Every backend breaks at some point.
Sometimes it’s a failing cron job. Sometimes it’s a payment webhook that silently dies. Sometimes it’s a bug that only appears in production after midnight.
The real question is: how do you find out?
Do you wait for the first angry customer email in the morning, or do you get notified the second things go wrong?
Over the past years I’ve seen (and tried) a bunch of different ways to alert myself when something in my backend breaks. Some worked surprisingly well. Some ended up being more pain than help. Here’s a breakdown of the 5 most common approaches, with what they’re good at and where they fall short.
1. Email Alerts
When I built my very first side project, the easiest way to get notified was by email. Every time an exception happened, my code sent me a quick email with the error message.
It worked… until it didn’t.
Why it’s nice:
Email is universal. Every language, every framework, every cloud provider has an easy way to send an email.
Why it fails:
Your inbox fills up quickly. If you’re like me, important error emails end up lost between newsletters and receipts. And if your mail server has a hiccup, you might not get notified at all.
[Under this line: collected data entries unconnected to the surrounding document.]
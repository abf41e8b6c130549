use std::io;
use std::panic::{AssertUnwindSafe, catch_unwind};
use std::sync::{Arc, Mutex};
use std::thread;

use serde_json::json;
use tracing::{debug, info, warn};

use tether_protocol::{
    Handshake, McpRequest, Message, PROTOCOL_VERSION, RequestUpgrade, ValidationError, Version,
    codes, parse_message,
};

use crate::identity::CAPABILITIES;
use crate::transport::{ConnectionStream, LineReader, MessageWriter, TransportError};

use super::registry::lock_writer;
use super::{DaemonServer, SERVER_TARGET, SharedWriter};

/// Whether the session continues after a message.
enum Flow {
    Continue,
    Close,
}

/// A client admitted by handshake.
struct Admitted {
    client_id: String,
    session: u64,
}

/// One client connection, served sequentially.
pub(super) struct Session<'a> {
    server: &'a DaemonServer,
    reader: LineReader<ConnectionStream>,
    writer: SharedWriter,
    client: Option<Admitted>,
}

impl<'a> Session<'a> {
    pub(super) fn open(server: &'a DaemonServer, stream: ConnectionStream) -> io::Result<Self> {
        let writer = Arc::new(Mutex::new(MessageWriter::new(stream.try_clone()?)));
        Ok(Self {
            server,
            reader: LineReader::new(stream),
            writer,
            client: None,
        })
    }

    pub(super) fn run(mut self) {
        loop {
            let line = match self.reader.read_line() {
                Ok(Some(line)) => line,
                Ok(None) => break,
                Err(TransportError::LineTooLong { limit }) => {
                    let reply = Message::error(
                        codes::INVALID_MESSAGE,
                        format!("message exceeds {limit} bytes"),
                        None,
                        None,
                    );
                    if self.send(&reply).is_err() {
                        break;
                    }
                    continue;
                }
                Err(error) if error.is_timeout() && self.client.is_none() => {
                    debug!(target: SERVER_TARGET, "connection closed before handshake");
                    break;
                }
                Err(error) => {
                    debug!(target: SERVER_TARGET, error = %error, "client read failed");
                    break;
                }
            };
            if line.trim().is_empty() {
                continue;
            }
            let flow = match parse_message(&line) {
                Ok(message) => self.dispatch(message),
                Err(error) => self.reject_invalid(&error),
            };
            if matches!(flow, Flow::Close) {
                break;
            }
        }
        self.finish();
    }

    fn dispatch(&mut self, message: Message) -> Flow {
        let Some(client) = &self.client else {
            return match message {
                Message::Handshake(handshake) => self.admit(handshake),
                other => self.reply_error(
                    codes::NOT_CONNECTED,
                    format!("handshake required before {}", other.kind()),
                    other.request_id().map(ToOwned::to_owned),
                ),
            };
        };
        self.server.registry().touch(&client.client_id, client.session);
        let client_id = client.client_id.clone();

        match message {
            Message::Heartbeat(_) => {
                let registry_len = self.server.registry().len();
                let pending = self.server.coordinator().pending_count();
                self.reply(&Message::heartbeat_ack(
                    self.server.uptime_ms(),
                    u64::try_from(registry_len).unwrap_or(u64::MAX),
                    u64::try_from(pending).unwrap_or(u64::MAX),
                ))
            }
            Message::McpRequest(request) => self.serve_request(&client_id, request),
            Message::McpNotification(notification) => {
                let handler = self.server.handler();
                if catch_unwind(AssertUnwindSafe(|| {
                    handler.handle_notification(notification.payload, &client_id);
                }))
                .is_err()
                {
                    warn!(target: SERVER_TARGET, client_id, "notification handler panicked");
                }
                Flow::Continue
            }
            Message::RequestUpgrade(upgrade) => self.consider_upgrade(&client_id, &upgrade),
            Message::Disconnect(disconnect) => {
                debug!(
                    target: SERVER_TARGET,
                    client_id,
                    reason = disconnect.reason.as_deref().unwrap_or("none"),
                    "client sent disconnect"
                );
                Flow::Close
            }
            other => self.reply_error(
                codes::UNEXPECTED_MESSAGE,
                format!("{} is not accepted from clients", other.kind()),
                other.request_id().map(ToOwned::to_owned),
            ),
        }
    }

    fn admit(&mut self, handshake: Handshake) -> Flow {
        if let Some(reason) = self.admission_failure(&handshake) {
            info!(
                target: SERVER_TARGET,
                client_id = %handshake.client_id,
                client_version = %handshake.client_version,
                reason = %reason,
                "handshake rejected"
            );
            let identity = self.server.identity();
            let _ = self.send(&Message::handshake_rejected(
                identity.version.clone(),
                identity.instance_id.clone(),
                Some(identity.min_client_version.clone()),
                reason,
            ));
            return Flow::Close;
        }

        let identity = self.server.identity();
        let ack = Message::handshake_ack(
            identity.version.clone(),
            identity.instance_id.clone(),
            CAPABILITIES.iter().map(|cap| (*cap).to_owned()).collect(),
            Some(identity.min_client_version.clone()),
        );
        if self.send(&ack).is_err() {
            return Flow::Close;
        }
        if let Err(error) = lock_writer(&self.writer).get_ref().set_read_timeout(None) {
            warn!(target: SERVER_TARGET, error = %error, "failed to clear handshake timeout");
        }
        let session = self.server.registry().register(
            &handshake.client_id,
            &handshake.client_version,
            Arc::clone(&self.writer),
        );
        self.client = Some(Admitted {
            client_id: handshake.client_id,
            session,
        });
        self.server.sync_client_count();
        Flow::Continue
    }

    fn admission_failure(&self, handshake: &Handshake) -> Option<String> {
        if handshake.protocol_version != PROTOCOL_VERSION {
            return Some(format!(
                "protocol version {} is not supported (daemon speaks {PROTOCOL_VERSION})",
                handshake.protocol_version
            ));
        }
        match handshake.client_version.parse::<Version>() {
            Err(error) => return Some(error.to_string()),
            Ok(version) if !version.satisfies_minimum(&self.server.min_client_version()) => {
                return Some(format!(
                    "client version {} is older than minimum {}",
                    handshake.client_version,
                    self.server.identity().min_client_version
                ));
            }
            Ok(_) => {}
        }
        if !self.server.coordinator().can_accept_request() {
            return Some(String::from("daemon is shutting down"));
        }
        None
    }

    fn serve_request(&mut self, client_id: &str, request: McpRequest) -> Flow {
        let server = self.server;
        let coordinator = server.coordinator();
        if let Err(error) = coordinator.track_request(&request.request_id, client_id) {
            return self.reply_error(
                codes::SHUTTING_DOWN,
                error.to_string(),
                Some(request.request_id),
            );
        }

        let handler = server.handler();
        let outcome = catch_unwind(AssertUnwindSafe(|| {
            handler.handle(request.payload, client_id)
        }));
        let reply = match outcome {
            Ok(Ok(payload)) => Message::mcp_response(request.request_id.clone(), client_id, payload),
            Ok(Err(error)) => Message::error(
                codes::HANDLER_ERROR,
                error.message(),
                Some(request.request_id.clone()),
                error.details().cloned(),
            ),
            Err(_) => {
                warn!(
                    target: SERVER_TARGET,
                    client_id,
                    request_id = %request.request_id,
                    "request handler panicked"
                );
                Message::error(
                    codes::HANDLER_ERROR,
                    "request handler panicked",
                    Some(request.request_id.clone()),
                    None,
                )
            }
        };
        let flow = self.reply(&reply);
        if let Some(client) = &self.client {
            server.registry().touch(&client.client_id, client.session);
        }
        coordinator.complete_request(&request.request_id);
        flow
    }

    fn consider_upgrade(&mut self, client_id: &str, upgrade: &RequestUpgrade) -> Flow {
        let running = self.server.daemon_version();
        let refusal = match upgrade.new_version.parse::<Version>() {
            Err(error) => Some(error.to_string()),
            Ok(requested) if requested <= running => Some(format!(
                "version {} is not newer than running {running}",
                upgrade.new_version
            )),
            Ok(_) if !self.server.coordinator().can_accept_request() => {
                Some(String::from("shutdown already in progress"))
            }
            Ok(_) => None,
        };
        if let Some(reason) = refusal {
            info!(target: SERVER_TARGET, client_id, reason = %reason, "upgrade refused");
            return self.reply(&Message::upgrade_abort(reason));
        }

        let coordinator = Arc::clone(self.server.coordinator());
        let new_version = upgrade.new_version.clone();
        let initiator = client_id.to_owned();
        let spawned = thread::Builder::new()
            .name(String::from("tetherd-upgrade"))
            .spawn(move || {
                if let Err(error) = coordinator.initiate_upgrade(&new_version, &initiator) {
                    warn!(target: SERVER_TARGET, error = %error, "upgrade not started");
                }
            });
        match spawned {
            Ok(_) => Flow::Continue,
            Err(error) => {
                warn!(target: SERVER_TARGET, error = %error, "failed to spawn upgrade thread");
                self.reply(&Message::upgrade_abort("daemon could not start the hand-off"))
            }
        }
    }

    fn reject_invalid(&mut self, error: &ValidationError) -> Flow {
        let details = error.field().map(|field| json!({ "field": field }));
        self.reply(&Message::error(
            codes::INVALID_MESSAGE,
            error.to_string(),
            None,
            details,
        ))
    }

    fn reply_error(&mut self, code: &str, message: String, request_id: Option<String>) -> Flow {
        self.reply(&Message::error(code, message, request_id, None))
    }

    fn reply(&mut self, message: &Message) -> Flow {
        match self.send(message) {
            Ok(()) => Flow::Continue,
            Err(()) => Flow::Close,
        }
    }

    fn send(&self, message: &Message) -> Result<(), ()> {
        lock_writer(&self.writer).send(message).map_err(|error| {
            debug!(
                target: SERVER_TARGET,
                kind = %message.kind(),
                error = %error,
                "failed to write to client"
            );
        })
    }

    fn finish(self) {
        if let Some(client) = self.client
            && self
                .server
                .registry()
                .unregister(&client.client_id, client.session)
        {
            self.server.sync_client_count();
        }
        let _ = lock_writer(&self.writer).get_ref().shutdown();
    }
}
Email works for hobby projects, but for anything beyond that, it’s too fragile.
2. Logging Dashboards
Once you outgrow email, the next natural step is setting up a proper logging stack: ELK, Grafana, Datadog, or any of the modern monitoring tools.
Suddenly, you’re not just notified of one error. You see patterns. You get dashboards. You can set thresholds and alerts.
Why it’s nice:
Dashboards give context. Instead of “something broke,” you see what broke, how often, and under what conditions. Perfect for teams who need more than a ping.
Why it fails:
It’s a commitment. You have to set it up, maintain it, and (in most cases) pay for it. If you’re just one person running a side project, it’s often overkill.
3. Slack or Discord Alerts
I’ve been in teams where every deploy, signup, and error ended up in a Slack channel. It’s convenient because everyone sees the alert, and you can even attach logs or stack traces.
Why it’s nice:
Great for teams. Easy integration via webhooks. You can centralize all activity in one place.
Why it fails:
Noise. Slack and Discord are already busy enough, and unless you fine-tune the channel, your critical alerts drown between memes and chat. Also, if you don’t check Slack outside work hours, you might still miss it.
4. SMS Messages
I remember once wiring Twilio into a project just so I’d get a text when a payment failed. There’s something powerful about your phone buzzing. You don’t ignore it.
Why it’s nice:
Hard to miss. Works without WiFi. Great for rare, high-priority alerts.
Why it fails:
It costs money. And if your backend gets noisy, you’ll either go broke or start ignoring the texts. Not sustainable for high-volume apps.
5. Push Notifications
This is the middle ground I personally like the most. Push notifications on your phone feel instant and direct, without being as expensive as SMS.
Why it’s nice:
Fast. Native. You can group, filter, and tag them. And unlike Slack, you don’t risk losing them in conversation noise.
Why it fails:
It’s not trivial to set up yourself. Apple and Google both have their own push systems (APNs and FCM), and you need infrastructure to manage tokens and deliver reliably. Many devs just skip it because it’s a hassle.
Wrapping Up
If you’re building a side project, start simple. Email is fine at first or find a free push notification service.
If you’re working in a team, Slack + dashboards make more sense.
If your project is critical and users depend on it, you want something instant on your phone. SMS or push.
The important thing is this: don’t let your users be the ones who notify you first.